Pros: He's from Florida and very popular in Florida. This would help cure the rift caused by the DNC not counting Florida's delegates. He's also popular within the Jewish community and a staunch supporter of Israel. Obama has struggled with gaining the support of the Jewish community. His personable style would be a great asset on the campaign trail. He's a voice for change within Congress and would be a great advocate of Obama's message. He voiced his support for Obama early in the campaign.
Cons: He's kind of a greenhorn on the political scene. He admitted to doing cocaine, because "it's a fun thing to do." Actually, that kind of honesty could be a pro.

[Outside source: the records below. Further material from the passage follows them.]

//! Scroll-parent side table.
//!
//! A tap that stops a fling scroll must not become a click. On touch start
//! the nearest scrollable ancestor of the target is remembered here, and the
//! ancestor's scroll offset is snapshotted on the ancestor itself, so any
//! touch start beneath it refreshes the snapshot. Touch end compares the
//! offset again.

use crate::host::Dom;

/// Oldest entries are evicted past this size.
const MAX_ENTRIES: usize = 64;

#[derive(Clone, Debug, PartialEq)]
pub struct ScrollRecord<E> {
    pub scroll_parent: E,
    pub last_scroll_top: f64,
}

#[derive(Debug)]
pub struct ScrollParentTable<E> {
    /// target -> scroll parent
    parents: Vec<(E, E)>,
    /// scroll parent -> offset at the last touch start beneath it
    offsets: Vec<(E, f64)>,
}

impl<E> Default for ScrollParentTable<E> {
    fn default() -> Self {
        Self {
            parents: Vec::new(),
            offsets: Vec::new(),
        }
    }
}

fn upsert<K: PartialEq, V>(entries: &mut Vec<(K, V)>, key: K, value: V) {
    if let Some(slot) = entries.iter_mut().find(|(existing, _)| *existing == key) {
        slot.1 = value;
        return;
    }
    if entries.len() == MAX_ENTRIES {
        entries.remove(0);
    }
    entries.push((key, value));
}

impl<E: Clone + PartialEq> ScrollParentTable<E> {
    pub fn new() -> Self {
        Self::default()
    }

    /// Number of targets with a known scroll parent.
    pub fn len(&self) -> usize {
        self.parents.len()
    }

    pub fn is_empty(&self) -> bool {
        self.parents.is_empty()
    }

    pub fn scroll_parent(&self, target: &E) -> Option<&E> {
        self.parents
            .iter()
            .find(|(key, _)| key == target)
            .map(|(_, parent)| parent)
    }

    pub fn last_scroll_top(&self, scroll_parent: &E) -> Option<f64> {
        self.offsets
            .iter()
            .find(|(key, _)| key == scroll_parent)
            .map(|(_, top)| *top)
    }

    /// The scroll parent of `target` together with the parent's snapshot.
    pub fn get(&self, target: &E) -> Option<ScrollRecord<E>> {
        let scroll_parent = self.scroll_parent(target)?.clone();
        let last_scroll_top = self.last_scroll_top(&scroll_parent)?;
        Some(ScrollRecord {
            scroll_parent,
            last_scroll_top,
        })
    }

    pub fn insert(&mut self, target: E, record: ScrollRecord<E>) {
        upsert(
            &mut self.offsets,
            record.scroll_parent.clone(),
            record.last_scroll_top,
        );
        upsert(&mut self.parents, target, record.scroll_parent);
    }

    /// Forgets the scroll parent of `target`. Offsets stay with their parent.
    pub fn remove(&mut self, target: &E) {
        self.parents.retain(|(key, _)| key != target);
    }

    pub fn clear(&mut self) {
        self.parents.clear();
        self.offsets.clear();
    }

    /// Re-resolves the scroll parent of `target` when the cached one no
    /// longer contains it, then snapshots the parent's scroll offset.
    pub fn update<D>(&mut self, dom: &D, target: &E)
    where
        D: Dom<Element = E>,
    {
        let cached = self
            .scroll_parent(target)
            .cloned()
            .filter(|parent| dom.contains(parent, target));

        match cached.or_else(|| find_scroll_parent(dom, target)) {
            Some(scroll_parent) => {
                let last_scroll_top = dom.scroll_metrics(&scroll_parent).scroll_top;
                self.insert(
                    target.clone(),
                    ScrollRecord {
                        scroll_parent,
                        last_scroll_top,
                    },
                );
            }
            None => self.remove(target),
        }
    }

    /// Gives `to` the scroll parent of `from`, or none if `from` has none.
    pub fn inherit(&mut self, from: &E, to: &E) {
        if from == to {
            return;
        }
        match self.scroll_parent(from).cloned() {
            Some(parent) => upsert(&mut self.parents, to.clone(), parent),
            None => self.remove(to),
        }
    }

    /// Whether the scroll parent of `target` moved since the last touch
    /// start beneath it.
    pub fn scrolled_since_update<D>(&self, dom: &D, target: &E) -> bool
    where
        D: Dom<Element = E>,
    {
        self.get(target).is_some_and(|record| {
            dom.scroll_metrics(&record.scroll_parent).scroll_top != record.last_scroll_top
        })
    }
}

/// Walks from `element` (inclusive) up to the first element whose content
/// overflows its box.
pub fn find_scroll_parent<D: Dom>(dom: &D, element: &D::Element) -> Option<D::Element> {
    let mut current = Some(element.clone());
    while let Some(candidate) = current {
        if dom.scroll_metrics(&candidate).is_scrollable() {
            return Some(candidate);
        }
        current = dom.parent_element(&candidate);
    }
    None
}

#[cfg(test)]
#[path = "tests/scroll_parent_tests.rs"]
mod tests;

I feel like any of those people would be great Veeps and help Obama win the election. Some people feel that the VP choice is overrated. I partly agree. There is no question that people vote for a president, not a vice president. However, the choice of VP can tell you a lot about a presidential candidate's character. It is public knowledge that during the 2004 campaign, Kerry wanted his old friend Dick Gephardt to be his VP, but he was persuaded by his advisers and the polls to choose John Edwards. Not to take anything away from John Edwards, but this encapsulated Kerry's entire campaign. Kerry lacked the conviction to be president. He should have gone with what he knew to be right. He wasn't going to win North Carolina. He would have been better served by showing voters that he will do what he believes in, not what the polls are saying.

1 comment:

Kelli Matthews said...

Great post, Nigel. I haven't had the time or where-with-all to do much research into this topic, but find it fascinating. I like your analysis. Well done.